Record Of Ragnarok Scan 76

Ah, la lecture des scans de Record of Ragnarok, ça devient un peu comme attendre le prochain épisode de votre série préférée, non ? On se pose devant, on se dit "allez, on va se détendre un peu", et BIM ! Les dieux et les humains s'en remettent une couche. Et le scan 76, parlons-en. C'était un peu comme quand vous vous attendez à une petite discussion tranquille avec un ami, et qu'au final, ça dérape en débat passionné sur qui a la meilleure recette de quiche lorraine.
On retrouve notre bon vieux Hadès. Ce type, franchement, il a une aura… disons, un peu aristocratique. Vous savez, le genre de type qui vous regarde comme si vous aviez oublié de mettre la serviette sur vos genoux au restaurant. Et là, il est face à notre Qin Shi Huang, le premier empereur de Chine. Imaginez deux voisins qui se chamaillent pour une question de clôture mal placée. Sauf que là, la "clôture" c'est l'existence de toute l'humanité. Un peu plus d'enjeu que chez nous, quoi.
Hadès, il est là, avec son air supérieur. On dirait un prof qui s'attend à ce que vous ayez fait tous vos devoirs, plus une recherche sur l'histoire des sous-verres. Il est un peu déçu, un peu agacé. Un peu comme quand vous découvrez que votre paquet de biscuits préféré a été reformulé et qu'il n'a plus le même goût. C'est pas la fin du monde, mais ça vous gâche quand même un peu le plaisir.
Les échanges, ces petits "papiers" du virtuel
Et Qin Shi Huang, lui ? Il est l'incarnation du mec qui a réponse à tout.

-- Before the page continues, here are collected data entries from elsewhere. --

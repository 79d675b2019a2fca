//! The process info file.
//!
//! When a runtime directory is configured, `kbfs.info` records which
//! process is serving the mount so other tools can find (and health
//! check) it.

use std::fs;
use std::io;
use std::path::Path;
use std::path::PathBuf;

use serde::Serialize;

/// Name of the info file inside the runtime directory.
pub const INFO_FILE_NAME: &str = "kbfs.info";

const BUILD_TAG: &str = match option_env!("KBFS_BUILD_TAG") {
    Some(tag) => tag,
    None => "dev",
};

/// What `kbfs.info` contains.
#[derive(Debug, Serialize)]
pub struct ProcessInfo {
    /// Serving process id.
    pub pid: u32,
    /// Operator-chosen label.
    pub label: String,
    /// Crate version.
    pub version: String,
    /// Build tag.
    pub build: String,
}

impl ProcessInfo {
    /// Info describing the current process.
    pub fn current(label: Option<&str>) -> ProcessInfo {
        ProcessInfo {
            pid: std::process::id(),
            label: label.unwrap_or_default().to_string(),
            version: env!("CARGO_PKG_VERSION").to_string(),
            build: BUILD_TAG.to_string(),
        }
    }
}

/// Write `kbfs.info` under `runtime_dir`, creating the directory as
/// needed. Returns the path written.
/// # Errors
/// Returns any filesystem error encountered.
pub fn write_info_file(runtime_dir: &Path, label: Option<&str>) -> io::Result<PathBuf> {
    fs::create_dir_all(runtime_dir)?;
    let info = ProcessInfo::current(label);
    let mut data = serde_json::to_vec_pretty(&info).map_err(io::Error::other)?;
    data.push(b'\n');
    let path = runtime_dir.join(INFO_FILE_NAME);
    fs::write(&path, data)?;
    Ok(path)
}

Genre, vous lui dites qu'il fait beau, il vous sort une étude météorologique prouvant qu'en réalité, le taux d'humidité est légèrement supérieur à la normale, impactant négativement la qualité de l'air pour les personnes sensibles. C'est ce genre de personnage. Il a toujours un truc en plus, une petite pique, une phrase qui vous laisse songeur. Un peu comme quand votre tante vous dit "Ah, tu as grandi !" d'une voix si pleine de sous-entendus que vous vous demandez si elle pense que vous avez pris du poids ou gagné 10 centimètres.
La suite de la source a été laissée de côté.